Il libro Maria, cronaca di una vita, proposto in prima traduzione italiana, è la cronaca di una delle grandi tragedie che hanno colpito l’umanità nel XX secolo: l’Holodomar, la «morte per fame», provocata dalla carestia causata in Ucraina dalla dissennata politica del regime sovietico di Stalin negli anni 1932-1933.
Così Maria di Ulas Samchuk, testimonianza scritta sulle tracce del genocidio, dalle voci dei superstiti che erano riusciti a sopravvivere alla morsa della fame e della morte, è uno dei primi monumenti alle vittime innocenti. Il testo fu completato nel 1933 a Praga e pubblicato in seguito a Leopoli, ma è arrivato ai lettori ucraini solo dopo lunghi decenni, mentre ancora oggi, in molti paesi e culture, l’autore e il romanzo stesso sono totalmente sconosciuti per mancanza di traduzioni.

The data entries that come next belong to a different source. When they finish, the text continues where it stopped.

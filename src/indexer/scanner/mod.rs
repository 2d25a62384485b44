//! Directory scanning into a navigation tree

use super::extract::{extract_title, file_stem_title};
use crate::config::ScanConfig;
use crate::error::{DocTreeError, ScanError};
use crate::paths::relative_join;
use crate::types::{DocumentNode, IndexRef};
use std::fs;
use std::path::{Path, PathBuf};
use walkdir::WalkDir;

pub struct TreeScanner<'a> {
    pub(crate) root: PathBuf,
    config: &'a ScanConfig,
}

/// Entries of one directory, in filesystem enumeration order
#[derive(Debug, Default)]
struct Listing {
    documents: Vec<String>,
    directories: Vec<String>,
}

impl<'a> TreeScanner<'a> {
    pub fn new(root: impl AsRef<Path>, config: &'a ScanConfig) -> Self {
        Self {
            root: root.as_ref().to_path_buf(),
            config,
        }
    }

    /// Scan the whole corpus
    ///
    /// Fails only when the root itself is missing or not a directory; any
    /// subtree that cannot be read comes back as an empty node instead.
    pub fn scan(&self) -> Result<DocumentNode, DocTreeError> {
        if !self.root.exists() {
            return Err(ScanError::RootNotFound(self.root.display().to_string()).into());
        }
        if !self.root.is_dir() {
            return Err(ScanError::NotADirectory(self.root.display().to_string()).into());
        }

        tracing::info!("Scanning document root: {}", self.root.display());
        Ok(self.scan_dir(""))
    }

    /// Scan one directory, given by its root-relative path, recursively
    ///
    /// Symlinked subdirectories are followed unless they resolve to a
    /// directory already on the current descent path.
    pub fn scan_dir(&self, relative_path: &str) -> DocumentNode {
        let mut ancestors = Vec::new();
        if let Ok(canonical) = fs::canonicalize(self.absolute(relative_path)) {
            ancestors.push(canonical);
        }
        self.scan_dir_within(relative_path, &mut ancestors)
    }

    fn scan_dir_within(&self, relative_path: &str, ancestors: &mut Vec<PathBuf>) -> DocumentNode {
        let directory = self.absolute(relative_path);
        let title = if relative_path.is_empty() {
            self.config.home_title.clone()
        } else {
            directory
                .file_name()
                .map(|name| name.to_string_lossy().to_string())
                .unwrap_or_else(|| relative_path.to_string())
        };
        let mut node = DocumentNode::directory(title, relative_path);

        let Listing {
            mut documents,
            mut directories,
        } = match self.list(&directory) {
            Ok(listing) => listing,
            Err(e) => {
                tracing::warn!("{}", e);
                return node;
            }
        };

        // First index page in enumeration order wins
        let index_name = documents
            .iter()
            .find(|name| self.config.is_index_page(name))
            .cloned();

        if let Some(name) = &index_name {
            node.index = Some(IndexRef::new(
                self.document_title(&directory.join(name), name),
                relative_join(relative_path, name),
            ));
        }

        documents.sort();
        directories.sort();

        for name in documents
            .iter()
            .filter(|name| Some(*name) != index_name.as_ref())
        {
            node.children.push(DocumentNode::file(
                self.document_title(&directory.join(name), name),
                relative_join(relative_path, name),
            ));
        }

        for name in &directories {
            let child_path = relative_join(relative_path, name);
            let canonical = match fs::canonicalize(directory.join(name)) {
                Ok(canonical) => canonical,
                Err(e) => {
                    tracing::debug!("Skipping unresolvable directory {}: {}", child_path, e);
                    continue;
                }
            };
            if ancestors.contains(&canonical) {
                tracing::debug!(
                    "Skipping directory loop: {} -> {}",
                    child_path,
                    canonical.display()
                );
                continue;
            }

            ancestors.push(canonical);
            let child = self.scan_dir_within(&child_path, ancestors);
            ancestors.pop();

            if child.has_content() {
                node.children.push(child);
            } else {
                tracing::debug!("Pruning empty directory: {}", child.path);
            }
        }

        node
    }

    fn absolute(&self, relative_path: &str) -> PathBuf {
        if relative_path.is_empty() {
            self.root.clone()
        } else {
            self.root.join(relative_path)
        }
    }

    /// Classify the immediate entries of a directory
    fn list(&self, directory: &Path) -> Result<Listing, ScanError> {
        let mut listing = Listing::default();

        let walker = WalkDir::new(directory)
            .min_depth(1)
            .max_depth(1)
            .follow_links(true);

        for entry in walker {
            let entry = match entry {
                Ok(entry) => entry,
                // Depth 0 means the directory itself could not be opened
                Err(e) if e.depth() == 0 => {
                    return Err(ScanError::ReadDirFailed {
                        dir: directory.display().to_string(),
                        reason: e.to_string(),
                    });
                }
                Err(e) => {
                    tracing::debug!("Skipping unreadable entry: {}", e);
                    continue;
                }
            };

            let name = entry.file_name().to_string_lossy().to_string();
            let file_type = entry.file_type();

            if file_type.is_file() && self.config.is_supported(&name) {
                listing.documents.push(name);
            } else if file_type.is_dir() && !name.starts_with('.') {
                listing.directories.push(name);
            } else {
                tracing::trace!("Ignoring entry: {:?}", entry.path());
            }
        }

        Ok(listing)
    }

    /// Extracted title, or the filename without extension
    fn document_title(&self, path: &Path, file_name: &str) -> String {
        extract_title(path).unwrap_or_else(|| file_stem_title(file_name))
    }
}
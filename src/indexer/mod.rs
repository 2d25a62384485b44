//! Corpus scanning, content extraction, and search indexing
//!
//! Walks the document root into a navigation tree, pulls titles and plain
//! text out of Markdown and HTML files, and flattens a tree into search
//! records with frequency-ranked keywords.

pub mod extract;
pub mod keywords;
mod scanner;
mod search_index;

pub use extract::{extract_content, extract_title};
pub use keywords::extract_keywords;
pub use scanner::TreeScanner;
pub use search_index::SearchIndexBuilder;
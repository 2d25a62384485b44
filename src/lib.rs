//! # doc-tree - Navigation Tree and Search Index for Static Documentation
//!
//! Scans a directory of Markdown and HTML documents into a hierarchical table
//! of contents, merges repeated scans into a previously written tree without
//! disturbing manual curation, and builds a flat keyword search index.
//!
//! ## Pipeline
//!
//! ```text
//! root dir ──► TreeScanner ──► merge_trees (optional, with path.json) ──► normalize_tree
//!                                                                             │
//!                                        path.json ◄──────────────────────────┤
//!                                                                             ▼
//!                                      search.json ◄── SearchIndexBuilder (optional)
//! ```
//!
//! ## Modules
//!
//! - [`indexer`]: Directory scanning, title/content extraction, keywords, search records
//! - [`merge`]: Path-keyed reconciliation of a fresh scan against a persisted tree
//! - [`paths`]: Path normalization and platform config locations
//! - [`tree_file`]: Reading and writing the JSON outputs
//! - [`pipeline`]: One complete run over a corpus
//! - [`config`]: Configuration management with environment variable support
//! - [`types`]: Tree nodes and search records
//! - [`error`]: Error types
//!
//! ## Usage Example
//!
//! ```no_run
//! use doc_tree::config::Config;
//! use doc_tree::pipeline::{BuildOptions, run};
//!
//! fn main() -> anyhow::Result<()> {
//!     let config = Config::new()?;
//!     let options = BuildOptions {
//!         merge: true,
//!         index: true,
//!         pretty: false,
//!     };
//!     let summary = run(&config, &options)?;
//!     println!("{} documents", summary.stats.files);
//!     Ok(())
//! }
//! ```

/// Configuration management with environment variable overrides
pub mod config;

/// Error types and utilities
pub mod error;

/// Directory scanning, content extraction, and search indexing
pub mod indexer;

/// Incremental merging of scanned trees
pub mod merge;

/// Path normalization and utility functions
pub mod paths;

/// End-to-end scan, merge, and index runs
pub mod pipeline;

/// Persisted tree and search index files
pub mod tree_file;

/// Document tree and search record types
pub mod types;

Ulas Samchuk (Derman, 1905 - Toronto, 1987), coetaneo e compatriota di Vasilij Grossman, è stato uno dei più rilevanti scrittori ucraini del XX secolo; appartiene alla tradizione letteraria della diaspora, avendo trascorso la maggior parte della sua vita lontano dal proprio Paese. Fervido nazionalista e cultore dell’identità ucraina, in quella lingua ha scritto, votandosi all’oblio; mentre Grossman ha scritto in russo, con migliore, seppure spesso ostacolata dal regime sovietico, diffusione. La sua biografia è una «vita in fuga», com’egli testimonia nell’autobiografia Le dodici e cinque. Appunti di corsa: «Ho visto gli zar, i re, gli imperatori, i presidenti, i dittatori, Mussolini, Hitler, Stalin, la fame del 1932-33, i campi di concentramento… e l’eterno esilio».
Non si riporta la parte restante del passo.